In Fear of Wishful Thinking

Our daughter has started making a new combination of sounds that may, or may not, be her first word. Most of the time, the sounds she makes involve repeating a single phoneme. Sometimes the pitch varies and sometimes it doesn't. Variants on 'eeeee' are the most common, 'though she also frequently makes this 'nguh' noise that I can only come close to duplicating if I keep my mouth closed.

Over the past couple of weeks, she has occassionally said 'aaaaaaeeeeee'. DW has remarked that it is very much like the first time Stitch says 'hi' in the original Lilo & Stitch movie. It also shares many of the same qualities as the enthusiastic, stretched out 'hi's that we're in the habit of uttering when she greets one of us with an enormous, dimpled grin -- talk about joy being contagious! -- or when we find she's already woken up from a nap. She seems to use it appropriately; however, it is like a valuable treasure that she only occassionally allows us to glimpse, so it is hard to be certain.

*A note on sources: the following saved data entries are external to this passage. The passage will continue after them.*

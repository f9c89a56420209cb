//! Stockroom Core - Shared types library.
//!
//! This crate provides common types used across all Stockroom components:
//! - `web` - Server-rendered product management application
//! - `cli` - Command-line tools for migrations and management
//!
//! # Architecture
//!
//! The core crate contains only types and traits - no I/O, no database access,
//! no HTTP clients. This keeps it lightweight and allows it to be used anywhere.
//!
//! # Modules
//!
//! - [`types`] - Newtype wrappers for type-safe IDs, usernames, prices, and roles

#![cfg_attr(not(test), forbid(unsafe_code))]

pub mod types;

pub use types::*;
//! Domain models for the product management app.
//!
//! These types represent validated domain objects separate from database row
//! types.

pub mod product;
pub mod session;
pub mod user;
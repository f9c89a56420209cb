//! Core types for Stockroom.
//!
//! This module provides type-safe wrappers for common domain concepts.

pub mod id;
pub mod price;
pub mod role;
pub mod username;

pub use id::*;
pub use price::{Price, PriceError};
pub use role::Role;
pub use username::{Username, UsernameError};
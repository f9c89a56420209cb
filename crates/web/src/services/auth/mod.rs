//! Authentication service.
//!
//! Username/password authentication with Argon2id hashing behind the
//! [`PasswordHasher`] capability.

mod error;
mod password;

pub use error::AuthError;
pub use password::{Argon2PasswordHasher, PasswordHashError, PasswordHasher};

#[cfg(test)]
pub(crate) use password::PlainTextHasher;

use sqlx::SqlitePool;

use stockroom_core::{Role, Username};

use crate::db::RepositoryError;
use crate::db::users::UserRepository;
use crate::models::user::User;

/// Well-formed Argon2id hash that no real credential is ever stored under.
///
/// Login attempts naming an unknown user verify against this so both
/// outcomes do the same hashing work and stay indistinguishable by timing.
const DUMMY_PASSWORD_HASH: &str =
    "$argon2id$v=19$m=19456,t=2,p=1$VE0e3g7DalWHgDwou3nuRA$uC6TER156UQpk0lNQ5+jHM0l5poVjPA1he8TZbuA+WE";

/// Authentication service.
///
/// Handles account creation and login against the user store.
pub struct AuthService<'a> {
    users: UserRepository<'a>,
    hasher: &'a dyn PasswordHasher,
}

impl<'a> AuthService<'a> {
    /// Create a new authentication service.
    #[must_use]
    pub const fn new(pool: &'a SqlitePool, hasher: &'a dyn PasswordHasher) -> Self {
        Self {
            users: UserRepository::new(pool),
            hasher,
        }
    }

    /// Create a new user with a username and password.
    ///
    /// # Errors
    ///
    /// Returns `AuthError::InvalidUsername` if the username fails validation.
    /// Returns `AuthError::EmptyPassword` if the password is empty.
    /// Returns `AuthError::DuplicateUsername` if the username is taken.
    pub async fn create_user(
        &self,
        username: &str,
        password: &str,
        role: Role,
    ) -> Result<User, AuthError> {
        // Validate username
        let username = Username::parse(username)?;

        // Validate password
        if password.is_empty() {
            return Err(AuthError::EmptyPassword);
        }

        // Hash password
        let password_hash = self
            .hasher
            .hash(password)
            .map_err(|_| AuthError::PasswordHash)?;

        // Create user
        let user = self
            .users
            .create(&username, &password_hash, role)
            .await
            .map_err(|e| match e {
                RepositoryError::Conflict(_) => AuthError::DuplicateUsername,
                other => AuthError::Repository(other),
            })?;

        Ok(user)
    }

    /// Look up a user by username.
    ///
    /// # Errors
    ///
    /// Returns `AuthError::Repository` if the lookup fails.
    pub async fn find_by_username(&self, username: &Username) -> Result<Option<User>, AuthError> {
        let user = self.users.find_by_username(username).await?;
        Ok(user)
    }

    /// Authenticate a login attempt, returning the user on success.
    ///
    /// `Ok(None)` covers unknown usernames and wrong passwords alike, so the
    /// caller cannot tell which one occurred.
    ///
    /// # Errors
    ///
    /// Returns `AuthError::Repository` if the lookup fails.
    /// Returns `AuthError::PasswordHash` if the stored hash is unreadable.
    pub async fn authenticate(
        &self,
        username: &str,
        password: &str,
    ) -> Result<Option<User>, AuthError> {
        let Ok(username) = Username::parse(username) else {
            let _ = self.hasher.verify(password, DUMMY_PASSWORD_HASH);
            return Ok(None);
        };

        let Some(user) = self.users.find_by_username(&username).await? else {
            let _ = self.hasher.verify(password, DUMMY_PASSWORD_HASH);
            return Ok(None);
        };

        if self
            .hasher
            .verify(password, &user.password_hash)
            .map_err(|_| AuthError::PasswordHash)?
        {
            Ok(Some(user))
        } else {
            Ok(None)
        }
    }

    /// Check a username/password pair without returning the account.
    ///
    /// # Errors
    ///
    /// Same failure modes as [`Self::authenticate`].
    pub async fn verify_credentials(
        &self,
        username: &str,
        password: &str,
    ) -> Result<bool, AuthError> {
        Ok(self.authenticate(username, password).await?.is_some())
    }
}

#[cfg(test)]
#[allow(clippy::unwrap_used)]
mod tests {
    use super::*;
    use crate::db::test_pool;

    #[tokio::test]
    async fn test_create_user_hashes_password() {
        let pool = test_pool().await;
        let hasher = PlainTextHasher;
        let auth = AuthService::new(&pool, &hasher);

        let user = auth
            .create_user("admin", "admin", Role::User)
            .await
            .unwrap();

        assert_eq!(user.username.as_str(), "admin");
        assert_eq!(user.role, Role::User);
        assert_eq!(user.password_hash, "plain:admin");
    }

    #[tokio::test]
    async fn test_verify_credentials_truth_table() {
        let pool = test_pool().await;
        let hasher = PlainTextHasher;
        let auth = AuthService::new(&pool, &hasher);

        auth.create_user("admin", "admin", Role::User)
            .await
            .unwrap();

        assert!(auth.verify_credentials("admin", "admin").await.unwrap());
        assert!(!auth.verify_credentials("admin", "wrong").await.unwrap());
        assert!(!auth.verify_credentials("nouser", "admin").await.unwrap());
    }

    #[tokio::test]
    async fn test_authenticate_returns_the_user() {
        let pool = test_pool().await;
        let hasher = PlainTextHasher;
        let auth = AuthService::new(&pool, &hasher);

        let created = auth
            .create_user("admin", "admin", Role::User)
            .await
            .unwrap();

        let found = auth
            .authenticate("admin", "admin")
            .await
            .unwrap()
            .expect("credentials should match");
        assert_eq!(found.id, created.id);

        assert!(auth.authenticate("admin", "wrong").await.unwrap().is_none());
    }

    #[tokio::test]
    async fn test_unparseable_username_reports_plain_false() {
        let pool = test_pool().await;
        let hasher = PlainTextHasher;
        let auth = AuthService::new(&pool, &hasher);

        assert!(!auth.verify_credentials("has space", "pw").await.unwrap());
    }

    #[tokio::test]
    async fn test_duplicate_username_rejected() {
        let pool = test_pool().await;
        let hasher = PlainTextHasher;
        let auth = AuthService::new(&pool, &hasher);

        auth.create_user("admin", "admin", Role::User)
            .await
            .unwrap();
        let err = auth
            .create_user("admin", "other", Role::Admin)
            .await
            .unwrap_err();

        assert!(matches!(err, AuthError::DuplicateUsername));
    }

    #[tokio::test]
    async fn test_empty_password_rejected() {
        let pool = test_pool().await;
        let hasher = PlainTextHasher;
        let auth = AuthService::new(&pool, &hasher);

        let err = auth.create_user("admin", "", Role::User).await.unwrap_err();
        assert!(matches!(err, AuthError::EmptyPassword));
    }

    #[tokio::test]
    async fn test_invalid_username_rejected() {
        let pool = test_pool().await;
        let hasher = PlainTextHasher;
        let auth = AuthService::new(&pool, &hasher);

        let err = auth
            .create_user("has space", "pw", Role::User)
            .await
            .unwrap_err();
        assert!(matches!(err, AuthError::InvalidUsername(_)));
    }

    #[tokio::test]
    async fn test_find_by_username() {
        let pool = test_pool().await;
        let hasher = PlainTextHasher;
        let auth = AuthService::new(&pool, &hasher);

        auth.create_user("admin", "admin", Role::User)
            .await
            .unwrap();

        let username = Username::parse("admin").unwrap();
        assert!(auth.find_by_username(&username).await.unwrap().is_some());

        let missing = Username::parse("ghost").unwrap();
        assert!(auth.find_by_username(&missing).await.unwrap().is_none());
    }

    #[tokio::test]
    async fn test_round_trip_with_argon2() {
        // Full-stack check with the real hasher.
        let pool = test_pool().await;
        let hasher = Argon2PasswordHasher;
        let auth = AuthService::new(&pool, &hasher);

        auth.create_user("admin", "admin", Role::User)
            .await
            .unwrap();

        assert!(auth.verify_credentials("admin", "admin").await.unwrap());
        assert!(!auth.verify_credentials("admin", "Admin").await.unwrap());
    }
}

Nonetheless, I find myself thinking about that 'Aaaeee' a lot lately and it always brings a smile to my face. At first. In about the same amount of time that it takes me to realize that I'm smiling, a voice in my head pops up and tells me "there's not enough evidence yet" and "don't get your hopes up". There's real pain and disappointment in that voice and I know it's just trying to protect me from experiencing more of the same, but it goddamn pisses me off. When did I become such an overwhelming grump? Would it be so bad to give up being a cynic for just a little while?